В качестве философа Сад остается довольно смутной фигурой. Как заметил Мэтью Арнольд в отношении Уортсворта, соблазн вывести философию из художественной литературы всегда подвергается жестокому сопротивлению. Достижения маркиза являются скорее вымышленными и художественными, чем логическими и поясняющими. Он в большей степени демонстрирует проникновение в суть вещей, чем систему. В самом деле, Сад был скорее одержим и навязчив, чем систематичен. В своих размышлениях он чаще повторялся, чем развивал умозаключения. Подобно Филдингу в «Джонатане Уалде» или Вольтеру в «Кандиде», маркиз брал почти очевидную идею и иллюстрировал ее многочисленными примерами. Выглядело бы много лучше, если бы он ограничивал себя теми же рамками, что и его предшественники.
Но даже выступая в качестве автора философского романа, в своей работе Сад не давал ответа, а оставлял вопрос, подлежащий обсуждению. Но в самом ли деле думал он так, как говорил? С первого взгляда маркиз представляется истинным революционером современного мира, предлагающим альтернативу существующей морали и социальному устройству. По сравнению с Садом, люди типа Маркса и Ленина или даже Робеспьера и Гитлера просто пытались подлатать ткань буржуазного общества, потому что находились в плену существующих концепций и оказались введены в заблуждение такими фальшивыми понятиями, как экономика, национализм или химеры морали.
Кое-кто из его последователей перевернул это утверждение, превратив Сада в сардонического шутника и великого контрреволюционера. Если не возвращаться к взгляду Флобера и более позднему заступничеству со стороны Клоссовски, то факты жизни Сада дают все основания склоняться к этому утверждению. Отдавая предпочтение этому утверждению, позицию Сада можно определить, опираясь на содержание «Жюльетты». Абсолютная революция — это выдумка. Революционеры, стремящиеся к освобождению народов от гнета, независимо от выдвигаемых ими лозунгов, движимы только завистью к тиранам настоящего. «Друзья преступления» в романе в такой же степени являются правительством в ожидании своего часа, как и любая конституционная оппозиция или армия освобождения. Все политические движения, по мнению Сада, ищут возможности захвата власти над другими. Мотивом их поисков является стремление к сексуальному господству и жестокости, сопровождаемое алчностью и желанием выдвинуться. Если сексуальность является иллюстрацией садовской темы, то личные и коллективные политические амбиции — всеобщей извращенностью.
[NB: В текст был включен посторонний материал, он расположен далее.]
//! Cache coherency across independent clients.
//!
//! The server holds a monotonically increasing cache version plus a
//! force-update flag. Clients poll it and purge their own caches when it moves,
//! so every instance converges within one poll interval without a push channel.

mod client;
mod server;
mod state;

pub use client::{
  CoherencyAction, CoherencyMonitor, CoherencyTracker, ControlPlaneClient, ReloadRequest,
  DEFAULT_POLL_INTERVAL,
};
pub use server::{
  router, serve, ApiError, ControlPlane, InvalidateRequest, InvalidateResponse, StatusResponse,
  HISTORY_PATH, STATUS_PATH,
};
pub use state::{
  CacheVersionState, InvalidationAction, InvalidationRecord, VersionSource, VersionStore,
};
Несокрушимая политическая правда маркиза состоит в том, что любая власть действует растлевающе, а абсолютная власть способствует окончательному и полному растлению..
Исторические рассуждения о его философии оказались осложнены также вероятностью, на которой настаивал Мишле: Сад был душевнобольным. Но можно усомниться в том, что его мания выглядела более ярко выраженной, чем мания Робеспьера или герцога Орлеанского. Все же, даже не веря в его «сумасшествие», нетрудно заметить — взгляды маркиза, выраженные в его произведениях, не были абсолютными и отличались неустойчивостью. Барби д'Оревилли, создавая своего байронического героя Меснилгранда, встретившего революцию атеистом в религии и вышедшим из нее атеистом политическим, мог бы списать сей образ с Сада. В своих собственных оценках маркиз, начав с сатирического высмеивания традиционной морали в 1787 году, дошел десять лет спустя до обличения новой материалистической философии. Все же в пределах этой перемены взглядов, он сумел сохранить одну тему, которая на протяжении последующих двух столетий продолжала приводить в замешательство большинство его читателей.
Речь идет не о картинах ада и пытках инквизиции, которыми изобилуют произведения Сада. Большее беспокойство вызывает то, что в век разума альтернативная теология маркиза как будто подтверждает живучую иррациональность первого греха. Сад был предвестником плохого прогноза для всего человечества. Действительно, его собственная популярность оказалась подтверждением тому. Память о нем сохранилась до наших дней не потому, что он являлся героем, революционером или сатаническим шутником. Главный подвиг его умозаключений прост — правда, на первый взгляд — он перевернул оптимизм философов, поставив его с ног на голову. Высказанная им в художественной форме гипотеза заключается в том, что высшей силой является саморазрушительная сила человечества. Уничтожение сообщества людей не избежать, но и сожалеть об этом не стоит. История не есть движение вперед, а представляет собой дрейф. Как и Джон Генри Ньюмен, Сад видит «ужасное исконное бедствие», преследующее человеческие амбиции. Но в отличие от Ньюмена плохие известия в своих произведениях маркиз предпочитает преподносить в виде иронической космической шутки, сыгранной за счет человечества.